====== Data extracts ======

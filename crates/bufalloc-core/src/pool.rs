//! Fixed-slot (pool) allocator.
//!
//! The aligned part of the buffer is cut into uniform slots. Free slots form
//! an intrusive singly linked list: the first word of each free slot holds the
//! offset of the next free slot. Occupied slots carry no metadata.
//!
//! ```text
//!   head ──► ┌──────┐   ┌──────┐   ┌──────┐
//!            │ next ├──►│ next ├──►│ NIL  │
//!            │ free │   │ free │   │ free │
//!            └──────┘   └──────┘   └──────┘
//! ```

use std::fmt;

use crate::align::{align_pointer, align_size};
use crate::config::AllocatorConfig;
use crate::error::AllocError;
use crate::header::{WORD, encode, link, read_word, write_word};
use crate::log::{LifecycleLog, LogLevel, LogRecord};

/// Allocator handing out slots of one fixed size.
pub struct Pool<'a> {
    buf: &'a mut [u8],
    /// First aligned offset in `buf`; slot 0 starts here.
    start: usize,
    /// Bytes covered by slots; always a multiple of `slot_size`.
    size: usize,
    slot_size: usize,
    head: Option<usize>,
    log: LifecycleLog,
}

impl<'a> Pool<'a> {
    pub fn new(buf: &'a mut [u8], slot_size: usize) -> Result<Self, AllocError> {
        Self::with_config(buf, slot_size, &AllocatorConfig::from_env())
    }

    /// Builds a pool whose slots are `slot_size` rounded up to `config.align`
    /// and start at the first aligned address of `buf`.
    pub fn with_config(
        buf: &'a mut [u8],
        slot_size: usize,
        config: &AllocatorConfig,
    ) -> Result<Self, AllocError> {
        let mut log = LifecycleLog::new("pool", config.log_level, config.failure_policy);
        let align = config.align;
        let base = buf.as_ptr() as usize;
        let start = align_pointer(base, align)
            .map(|ptr| ptr - base)
            .map_err(|err| log.reject("init", err, None, None))?;
        let slot_size = align_size(slot_size, align)
            .map_err(|err| log.reject("init", err, None, Some(slot_size)))?;
        if slot_size < WORD {
            let err = AllocError::SlotTooSmall {
                slot_size,
                min: WORD,
            };
            return Err(log.reject("init", err, None, Some(slot_size)));
        }
        let usable = buf.len().saturating_sub(start);
        let size = usable - usable % slot_size;
        if size == 0 {
            let err = AllocError::BufferTooSmall {
                size: buf.len(),
                needed: start + slot_size,
            };
            return Err(log.reject("init", err, None, Some(buf.len())));
        }

        let mut pool = Self {
            buf,
            start,
            size,
            slot_size,
            head: None,
            log,
        };
        pool.free_all();
        let slots = pool.slot_count();
        pool.log.record(
            LogLevel::Info,
            "init",
            "init",
            Some(start),
            Some(size),
            "success",
            format_args!("slot_size={slot_size} slots={slots}"),
        );
        Ok(pool)
    }

    /// Takes a slot off the free list and returns its offset, zero-filled.
    pub fn alloc(&mut self) -> Result<usize, AllocError> {
        let Some(slot) = self.head else {
            let err = AllocError::Exhausted {
                requested: self.slot_size,
            };
            return Err(self.log.reject("alloc", err, None, Some(self.slot_size)));
        };
        let next = match read_word(self.buf, slot).map(link) {
            Some(next) if next.is_none_or(|n| self.is_slot(n)) => next,
            _ => {
                let err = AllocError::CorruptHeader { offset: slot };
                return Err(self.log.reject("alloc", err, Some(slot), None));
            }
        };
        self.head = next;
        self.buf[slot..slot + self.slot_size].fill(0);
        self.log.record(
            LogLevel::Trace,
            "alloc",
            "alloc",
            Some(slot),
            Some(self.slot_size),
            "success",
            "",
        );
        Ok(slot)
    }

    /// Returns a slot to the head of the free list.
    ///
    /// A slot that is already on the free list is rejected as a double free,
    /// found by walking the list.
    pub fn free(&mut self, slot: usize) -> Result<(), AllocError> {
        if slot < self.start || slot >= self.start + self.size {
            let err = AllocError::ForeignOffset {
                offset: slot,
                capacity: self.start + self.size,
            };
            return Err(self.log.reject("free", err, Some(slot), None));
        }
        if !self.is_slot(slot) {
            let err = AllocError::UnknownAllocation { offset: slot };
            return Err(self.log.reject("free", err, Some(slot), None));
        }
        if self.free_slots().any(|free| free == slot) {
            let err = AllocError::DoubleFree { offset: slot };
            return Err(self.log.reject("free", err, Some(slot), None));
        }
        self.write_link("free", slot, self.head)?;
        self.head = Some(slot);
        self.log.record(
            LogLevel::Trace,
            "free",
            "free",
            Some(slot),
            Some(self.slot_size),
            "success",
            "",
        );
        Ok(())
    }

    /// Marks every slot free, chaining them in ascending address order onto
    /// the head (the highest slot ends up first).
    pub fn free_all(&mut self) {
        self.head = None;
        for slot in (self.start..self.start + self.size).step_by(self.slot_size) {
            // Every slot is at least one word and lies inside the buffer.
            if write_word(self.buf, slot, encode(self.head)).is_some() {
                self.head = Some(slot);
            }
        }
        self.log.record(
            LogLevel::Debug,
            "free_all",
            "free_all",
            None,
            Some(self.size),
            "success",
            "",
        );
    }

    fn write_link(
        &mut self,
        symbol: &'static str,
        slot: usize,
        next: Option<usize>,
    ) -> Result<(), AllocError> {
        if write_word(self.buf, slot, encode(next)).is_some() {
            return Ok(());
        }
        let err = AllocError::CorruptHeader { offset: slot };
        Err(self.log.reject(symbol, err, Some(slot), None))
    }

    /// Free slots from the head, bounded by the slot count so a damaged
    /// link cannot loop forever.
    fn free_slots(&self) -> impl Iterator<Item = usize> + '_ {
        let mut current = self.head;
        std::iter::from_fn(move || {
            let slot = current?;
            current = read_word(self.buf, slot).and_then(link);
            Some(slot)
        })
        .take(self.slot_count())
    }

    fn is_slot(&self, offset: usize) -> bool {
        offset >= self.start
            && offset < self.start + self.size
            && (offset - self.start) % self.slot_size == 0
    }

    /// Number of slots currently on the free list.
    #[must_use]
    pub fn free_count(&self) -> usize {
        self.free_slots().count()
    }

    #[must_use]
    pub fn slot_count(&self) -> usize {
        self.size / self.slot_size
    }

    /// Slot size after alignment.
    #[must_use]
    pub fn slot_size(&self) -> usize {
        self.slot_size
    }

    /// Offset of the first slot.
    #[must_use]
    pub fn start(&self) -> usize {
        self.start
    }

    pub fn bytes(&self, slot: usize) -> Result<&[u8], AllocError> {
        let capacity = self.buf.len();
        slot.checked_add(self.slot_size)
            .and_then(|end| self.buf.get(slot..end))
            .ok_or(AllocError::ForeignOffset {
                offset: slot,
                capacity,
            })
    }

    pub fn bytes_mut(&mut self, slot: usize) -> Result<&mut [u8], AllocError> {
        let capacity = self.buf.len();
        slot.checked_add(self.slot_size)
            .and_then(|end| self.buf.get_mut(slot..end))
            .ok_or(AllocError::ForeignOffset {
                offset: slot,
                capacity,
            })
    }

    pub fn lifecycle_logs(&self) -> &[LogRecord] {
        self.log.records()
    }

    pub fn drain_lifecycle_logs(&mut self) -> Vec<LogRecord> {
        self.log.drain()
    }

    pub fn log_mut(&mut self) -> &mut LifecycleLog {
        &mut self.log
    }
}

impl fmt::Debug for Pool<'_> {
    fn fmt(&self, f: &mut fmt::Formatter<'_>) -> fmt::Result {
        f.debug_struct("Pool")
            .field("start", &self.start)
            .field("size", &self.size)
            .field("slot_size", &self.slot_size)
            .field("head", &self.head)
            .finish_non_exhaustive()
    }
}

#[cfg(test)]
mod tests {
    use super::*;
    use crate::test_support::AlignedBuf;

    fn config() -> AllocatorConfig {
        AllocatorConfig::default().with_align(8)
    }

    #[test]
    fn eighty_bytes_of_sixteen_byte_slots() {
        let mut buf = AlignedBuf::<80>::new();
        let mut pool = Pool::with_config(&mut buf.0, 16, &config()).unwrap();
        assert_eq!(pool.slot_count(), 5);
        assert_eq!(pool.free_count(), 5);

        let mut seen = Vec::new();
        for _ in 0..5 {
            seen.push(pool.alloc().unwrap());
        }
        // Highest slot first: slots were chained in ascending order onto the head.
        assert_eq!(seen, vec![64, 48, 32, 16, 0]);
        assert_eq!(pool.alloc(), Err(AllocError::Exhausted { requested: 16 }));
        assert_eq!(pool.free_count(), 0);
    }

    #[test]
    fn freed_slot_is_reused_first() {
        let mut buf = AlignedBuf::<80>::new();
        let mut pool = Pool::with_config(&mut buf.0, 16, &config()).unwrap();
        let a = pool.alloc().unwrap();
        let b = pool.alloc().unwrap();
        pool.free(a).unwrap();
        pool.free(b).unwrap();
        assert_eq!(pool.alloc(), Ok(b));
        assert_eq!(pool.alloc(), Ok(a));
    }

    #[test]
    fn slots_come_back_zeroed() {
        let mut buf = AlignedBuf::<64>::new();
        let mut pool = Pool::with_config(&mut buf.0, 16, &config()).unwrap();
        let a = pool.alloc().unwrap();
        pool.bytes_mut(a).unwrap().fill(0xFF);
        pool.free(a).unwrap();
        let again = pool.alloc().unwrap();
        assert_eq!(again, a);
        assert_eq!(pool.bytes(again).unwrap(), &[0u8; 16]);
    }

    #[test]
    fn slot_size_is_aligned() {
        let mut buf = AlignedBuf::<100>::new();
        let pool = Pool::with_config(&mut buf.0, 10, &config()).unwrap();
        assert_eq!(pool.slot_size(), 16);
        // 100 / 16 = 6 slots; the 4-byte tail is unused.
        assert_eq!(pool.slot_count(), 6);
    }

    #[test]
    fn unaligned_buffer_start_is_skipped() {
        let mut buf = AlignedBuf::<72>::new();
        let pool = Pool::with_config(&mut buf.0[3..], 16, &config()).unwrap();
        assert_eq!(pool.start(), 5);
        assert_eq!(pool.slot_count(), 4);
    }

    #[test]
    fn bad_free_targets_are_rejected() {
        let mut buf = AlignedBuf::<80>::new();
        let mut pool = Pool::with_config(&mut buf.0, 16, &config()).unwrap();
        let _ = pool.alloc().unwrap();
        assert_eq!(
            pool.free(80),
            Err(AllocError::ForeignOffset {
                offset: 80,
                capacity: 80
            })
        );
        assert_eq!(
            pool.free(20),
            Err(AllocError::UnknownAllocation { offset: 20 })
        );
        assert_eq!(pool.free_count(), 4);

        let logs = pool.drain_lifecycle_logs();
        assert_eq!(
            logs.iter()
                .filter(|r| r.level == LogLevel::Warn && r.symbol == "free")
                .count(),
            2
        );
    }

    #[test]
    fn double_free_is_rejected_and_slot_stays_single_owner() {
        let mut buf = AlignedBuf::<80>::new();
        let mut pool = Pool::with_config(&mut buf.0, 16, &config()).unwrap();
        let a = pool.alloc().unwrap();
        pool.free(a).unwrap();
        assert_eq!(pool.free(a), Err(AllocError::DoubleFree { offset: a }));
        assert_eq!(pool.free_count(), 5);

        // A slot deeper in the list is caught too.
        let untouched = pool.start() + 16;
        assert_eq!(
            pool.free(untouched),
            Err(AllocError::DoubleFree { offset: untouched })
        );

        let x = pool.alloc().unwrap();
        let y = pool.alloc().unwrap();
        assert_eq!(x, a);
        assert_ne!(x, y);
        assert_eq!(pool.free_count(), 3);

        let logs = pool.drain_lifecycle_logs();
        assert_eq!(
            logs.iter()
                .filter(|r| r.level == LogLevel::Warn && r.event == "double_free_detected")
                .count(),
            2
        );
    }

    #[test]
    fn failed_link_write_is_logged_as_violation() {
        let mut buf = AlignedBuf::<64>::new();
        let mut pool = Pool::with_config(&mut buf.0, 16, &config()).unwrap();
        assert_eq!(
            pool.write_link("free", 64, None),
            Err(AllocError::CorruptHeader { offset: 64 })
        );
        let logs = pool.drain_lifecycle_logs();
        let last = logs.last().unwrap();
        assert_eq!(last.level, LogLevel::Error);
        assert_eq!(last.event, "corrupt_header");
        assert_eq!(last.offset, Some(64));
    }

    #[test]
    fn construction_errors() {
        let mut buf = AlignedBuf::<64>::new();
        assert_eq!(
            Pool::with_config(&mut buf.0, 0, &config()).err(),
            Some(AllocError::SlotTooSmall {
                slot_size: 0,
                min: WORD
            })
        );
        assert!(matches!(
            Pool::with_config(&mut buf.0[..8], 16, &config()).err(),
            Some(AllocError::BufferTooSmall { .. })
        ));
        assert_eq!(
            Pool::with_config(&mut buf.0, 16, &config().with_align(6)).err(),
            Some(AllocError::InvalidAlignment { align: 6 })
        );
    }

    #[test]
    fn free_all_restores_every_slot() {
        let mut buf = AlignedBuf::<128>::new();
        let mut pool = Pool::with_config(&mut buf.0, 32, &config()).unwrap();
        while pool.alloc().is_ok() {}
        assert_eq!(pool.free_count(), 0);
        pool.free_all();
        assert_eq!(pool.free_count(), 4);
    }
}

======

Problem details: Reproduce exactly, and with no other material, the lines between those holding "current = read_word(self.buf, slot).and_then(link);" and "size after alignment.", inclusive.

Answer for the task:
            current = read_word(self.buf, slot).and_then(link);
            Some(slot)
        })
        .take(self.slot_count())
    }

    fn is_slot(&self, offset: usize) -> bool {
        offset >= self.start
            && offset < self.start + self.size
            && (offset - self.start) % self.slot_size == 0
    }

    /// Number of slots currently on the free list.
    #[must_use]
    pub fn free_count(&self) -> usize {
        self.free_slots().count()
    }

    #[must_use]
    pub fn slot_count(&self) -> usize {
        self.size / self.slot_size
    }

    /// Slot size after alignment.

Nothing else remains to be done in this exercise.